Malicious Emails Bypass Secure Email Gateways, Delivering FormBook Malware

GoScanSSH

A new wave of cyberattacks has exposed a critical weakness in Secure Email Gateways (SEGs), allowing malicious emails to bypass security filters and deliver dangerous malware payloads. Cofense Intelligence has uncovered a sophisticated phishing campaign that exploits a loophole in how SEGs scan archive attachments, specifically .zip files.

FormBook malware

An email with an attached archive containing obfuscated contents.

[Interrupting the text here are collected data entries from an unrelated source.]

//! # Notification Fan-out
//!
//! State changes are pushed to live agent and customer channels by message
//! passing. The orchestrator holds a [`NotificationFanout`] handle whose
//! methods post a [`FanoutCommand`] into an unbounded queue and return
//! immediately. A single [`FanoutDispatcher`] task turns each command into
//! [`PushEvent`]s and hands them to the [`ChannelRegistry`].
//!
//! Delivery is at-most-once. A channel that is missing or cannot take the
//! event is logged and skipped; nothing is retried and nothing flows back to
//! the orchestrator.
//!
//! | Command    | Customer (`sessionId`)        | Accepting agent  | All agents       |
//! |------------|-------------------------------|------------------|------------------|
//! | `enqueued` |                               |                  | `VOICE_ENQUEUED` |
//! | `accepted` | `VOICE_ACCEPTED` with channel | `CALL_ASSIGNED`  | `VOICE_ACCEPTED` |
//! | `ended`    | `VOICE_ENDED`                 |                  | `VOICE_ENDED`    |

pub mod events;
pub mod registry;

pub use events::{PushEvent, PushEventType};
pub use registry::{ChannelRegistry, Delivery, Registration};

use std::sync::atomic::{AtomicU64, Ordering};
use std::sync::Arc;

use chrono::Utc;
use serde::Serialize;
use tokio::sync::mpsc;
use tokio::task::JoinHandle;
use tracing::{debug, info, warn};

/// Work item for the dispatcher
#[derive(Debug, Clone, PartialEq)]
pub enum FanoutCommand {
    Enqueued {
        session_id: String,
        at: i64,
    },
    Accepted {
        session_id: String,
        agent_id: String,
        channel: String,
        at: i64,
    },
    Ended {
        session_id: String,
        ended_by: Option<String>,
        at: i64,
    },
}

#[derive(Debug, Default)]
struct FanoutCounters {
    commands: AtomicU64,
    delivered: AtomicU64,
    dropped: AtomicU64,
}

/// Point-in-time delivery counters
#[derive(Debug, Clone, Copy, Default, PartialEq, Eq, Serialize)]
#[serde(rename_all = "camelCase")]
pub struct FanoutStats {
    pub commands: u64,
    pub delivered: u64,
    pub dropped: u64,
}

/// Cheap, clonable sender side of the fan-out
#[derive(Debug, Clone)]
pub struct NotificationFanout {
    tx: mpsc::UnboundedSender<FanoutCommand>,
    counters: Arc<FanoutCounters>,
}

impl NotificationFanout {
    /// Create the handle and its dispatcher. The dispatcher must be run (or
    /// spawned) for anything to be delivered.
    pub fn new(registry: ChannelRegistry) -> (Self, FanoutDispatcher) {
        let (tx, rx) = mpsc::unbounded_channel();
        let counters = Arc::new(FanoutCounters::default());
        (
            Self {
                tx,
                counters: counters.clone(),
            },
            FanoutDispatcher {
                rx,
                registry,
                counters,
            },
        )
    }

    /// Create the handle and spawn its dispatcher on the current runtime
    pub fn spawn(registry: ChannelRegistry) -> (Self, JoinHandle<()>) {
        let (fanout, dispatcher) = Self::new(registry);
        (fanout, tokio::spawn(dispatcher.run()))
    }

    pub fn enqueued(&self, session_id: &str) {
        self.post(FanoutCommand::Enqueued {
            session_id: session_id.to_string(),
            at: Utc::now().timestamp_millis(),
        });
    }

    pub fn accepted(&self, session_id: &str, agent_id: &str, channel: &str) {
        self.post(FanoutCommand::Accepted {
            session_id: session_id.to_string(),
            agent_id: agent_id.to_string(),
            channel: channel.to_string(),
            at: Utc::now().timestamp_millis(),
        });
    }

    pub fn ended(&self, session_id: &str, ended_by: Option<&str>) {
        self.post(FanoutCommand::Ended {
            session_id: session_id.to_string(),
            ended_by: ended_by.map(str::to_string),
            at: Utc::now().timestamp_millis(),
        });
    }

    pub fn stats(&self) -> FanoutStats {
        FanoutStats {
            commands: self.counters.commands.load(Ordering::Relaxed),
            delivered: self.counters.delivered.load(Ordering::Relaxed),
            dropped: self.counters.dropped.load(Ordering::Relaxed),
        }
    }

    fn post(&self, command: FanoutCommand) {
        if let Err(e) = self.tx.send(command) {
            debug!(command = ?e.0, "Fan-out dispatcher stopped, notification dropped");
        }
    }
}

/// Receiving side; owns delivery
pub struct FanoutDispatcher {
    rx: mpsc::UnboundedReceiver<FanoutCommand>,
    registry: ChannelRegistry,
    counters: Arc<FanoutCounters>,
}

impl FanoutDispatcher {
    /// Drain commands until every [`NotificationFanout`] handle is dropped
    pub async fn run(mut self) {
        info!("📣 Notification dispatcher started");
        while let Some(command) = self.rx.recv().await {
            self.dispatch(command);
        }
        info!("📣 Notification dispatcher stopped");
    }

    fn dispatch(&self, command: FanoutCommand) {
        self.counters.commands.fetch_add(1, Ordering::Relaxed);
        match command {
            FanoutCommand::Enqueued { session_id, at } => {
                let event = PushEvent::new(PushEventType::VoiceEnqueued, &session_id).at(at);
                self.broadcast(&event);
            }
            FanoutCommand::Accepted {
                session_id,
                agent_id,
                channel,
                at,
            } => {
                let assigned = PushEvent::new(PushEventType::CallAssigned, &session_id)
                    .with_consultant(&agent_id)
                    .with_channel(&channel)
                    .at(at);
                self.to_agent(&agent_id, &assigned);

                let accepted = PushEvent::new(PushEventType::VoiceAccepted, &session_id)
                    .with_consultant(&agent_id)
                    .at(at);
                self.broadcast(&accepted);

                self.to_customer(&session_id, &accepted.with_channel(&channel));
            }
            FanoutCommand::Ended {
                session_id,
                ended_by,
                at,
            } => {
                let mut event = PushEvent::new(PushEventType::VoiceEnded, &session_id).at(at);
                event.consultant_id = ended_by;
                self.broadcast(&event);
                self.to_customer(&session_id, &event);
            }
        }
    }

    fn broadcast(&self, event: &PushEvent) {
        let Some(payload) = encode(event) else {
            self.counters.dropped.fetch_add(1, Ordering::Relaxed);
            return;
        };
        let results = self.registry.broadcast_agents(&payload);
        let delivered = results.iter().filter(|(_, d)| *d == Delivery::Delivered).count();
        for (agent_id, delivery) in results.iter().filter(|(_, d)| *d != Delivery::Delivered) {
            warn!(agent_id = %agent_id, ?delivery, event = event.event_type.as_str(), "⚠️ Agent push dropped");
        }
        self.record(delivered, results.len() - delivered);
        debug!(event = event.event_type.as_str(), session_id = %event.session_id, delivered, "📣 Agent broadcast");
    }

    fn to_agent(&self, agent_id: &str, event: &PushEvent) {
        let Some(payload) = encode(event) else {
            self.counters.dropped.fetch_add(1, Ordering::Relaxed);
            return;
        };
        self.settle(self.registry.send_to_agent(agent_id, &payload), event, agent_id, "agent");
    }

    fn to_customer(&self, session_id: &str, event: &PushEvent) {
        let Some(payload) = encode(event) else {
            self.counters.dropped.fetch_add(1, Ordering::Relaxed);
            return;
        };
        self.settle(self.registry.send_to_customer(session_id, &payload), event, session_id, "customer");
    }

    fn settle(&self, delivery: Delivery, event: &PushEvent, recipient: &str, kind: &str) {
        match delivery {
            Delivery::Delivered => {
                self.record(1, 0);
                debug!(recipient, kind, event = event.event_type.as_str(), "📣 Push delivered");
            }
            other => {
                self.record(0, 1);
                warn!(recipient, kind, delivery = ?other, event = event.event_type.as_str(), "⚠️ Push not delivered");
            }
        }
    }

    fn record(&self, delivered: usize, dropped: usize) {
        self.counters.delivered.fetch_add(delivered as u64, Ordering::Relaxed);
        self.counters.dropped.fetch_add(dropped as u64, Ordering::Relaxed);
    }
}

fn encode(event: &PushEvent) -> Option<String> {
    match event.to_json() {
        Ok(json) => Some(json),
        Err(e) => {
            warn!(error = %e, "⚠️ Push event encoding failed");
            None
        }
    }
}

#[cfg(test)]
mod tests {
    use super::*;

    fn decode(payload: &str) -> PushEvent {
        serde_json::from_str(payload).unwrap()
    }

    #[tokio::test]
    async fn test_accepted_fans_out_three_ways() {
        let registry = ChannelRegistry::new(8);
        let mut a1 = registry.register_agent("A1");
        let mut a2 = registry.register_agent("A2");
        let mut customer = registry.register_customer("S1");

        let (fanout, dispatcher) = NotificationFanout::new(registry);
        fanout.accepted("S1", "A1", "voice_S1");
        drop(fanout);
        dispatcher.run().await;

        let first = decode(&a1.receiver.recv().await.unwrap());
        let second = decode(&a1.receiver.recv().await.unwrap());
        let mut kinds = vec![first.event_type, second.event_type];
        kinds.sort_by_key(|k| k.as_str());
        assert_eq!(kinds, vec![PushEventType::CallAssigned, PushEventType::VoiceAccepted]);

        let other = decode(&a2.receiver.recv().await.unwrap());
        assert_eq!(other.event_type, PushEventType::VoiceAccepted);
        assert_eq!(other.consultant_id.as_deref(), Some("A1"));
        assert!(a2.receiver.try_recv().is_err());

        let to_customer = decode(&customer.receiver.recv().await.unwrap());
        assert_eq!(to_customer.event_type, PushEventType::VoiceAccepted);
        assert_eq!(to_customer.channel.as_deref(), Some("voice_S1"));
    }

    #[tokio::test]
    async fn test_ended_reaches_customer_and_agents() {
        let registry = ChannelRegistry::new(8);
        let mut agent = registry.register_agent("A1");
        let mut customer = registry.register_customer("S1");

        let (fanout, dispatcher) = NotificationFanout::new(registry);
        fanout.ended("S1", Some("CUSTOMER"));
        drop(fanout);
        dispatcher.run().await;

        let event = decode(&agent.receiver.recv().await.unwrap());
        assert_eq!(event.event_type, PushEventType::VoiceEnded);
        assert_eq!(event.consultant_id.as_deref(), Some("CUSTOMER"));

        let event = decode(&customer.receiver.recv().await.unwrap());
        assert_eq!(event.event_type, PushEventType::VoiceEnded);
    }

    #[tokio::test]
    async fn test_missing_channels_are_counted_not_fatal() {
        let (fanout, task) = NotificationFanout::spawn(ChannelRegistry::default());

        fanout.enqueued("S1");
        fanout.accepted("S1", "A1", "voice_S1");
        fanout.ended("S1", None);

        for _ in 0..100 {
            if fanout.stats().commands == 3 {
                break;
            }
            tokio::task::yield_now().await;
        }

        // CALL_ASSIGNED and two customer pushes had no channel; broadcasts had no agents
        let stats = fanout.stats();
        assert_eq!(stats.commands, 3);
        assert_eq!(stats.delivered, 0);
        assert_eq!(stats.dropped, 3);

        drop(fanout);
        task.await.unwrap();
    }

    #[tokio::test]
    async fn test_posting_after_dispatcher_stopped_is_silent() {
        let (fanout, dispatcher) = NotificationFanout::new(ChannelRegistry::default());
        drop(dispatcher);
        fanout.enqueued("S1");
        fanout.accepted("S1", "A1", "voice_S1");
        assert_eq!(fanout.stats(), FanoutStats::default());
    }
}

The malicious emails, targeted at employees of a major international financial firm, contained a seemingly harmless .zip attachment. By using a .zip archive attachment, threat actors managed to deceive SEGs into believing the archive contained a harmless .Mpeg video file. However, when the attachment is opened with common archive extraction tools like 7zip or Power ISO, it appears as a .Mpeg but does not play. When opened in Outlook or Windows Explorer, the file is correctly identified as an .html, allowing victims to execute the embedded FormBook malware.

Cofense Intelligence identified specific phishing emails targeting Spanish-speaking employees at an international financial firm. These emails, claiming to deliver an attached invoice, were notably sophisticated, including a full email body and signature, surpassing the typical phishing email format. The emails, sent using the “Roundcube Webmail/1.4.8” User-Agent, successfully bypassed Cisco IronPort and likely other SEGs as well.

The analysis revealed that malicious attachments bypassed SEG detection due to how SEGs parsed the file within the archive. If the SEG had directly received and scanned an email with the malicious HTML attached, it would have blocked it. However, when enclosed in a .zip archive, the SEG incorrectly identified the file as a .Mpeg. This flaw in SEG processing allowed the malware to slip through defenses.

Once the .html file is recognized and opened, it delivers another .zip archive. This secondary archive contains a .cmd file, actually a .cab archive, housing the malicious executable. The executable, identified as DBat Loader, downloads a payload, decrypts its contents, and runs FormBook in memory. This variant of FormBook contacts multiple C2 servers with different paths, enhancing its ability to evade detection.

FormBook, an information stealer, remains one of the most prevalent malware threats. It is capable of keylogging, file management, clipboard management, taking screenshots, logging network traffic, and recovering passwords, cookies, and forms from browsers. Additionally, it can download and execute other malware, further endangering infected users by opening the door to ransomware and other malicious attacks.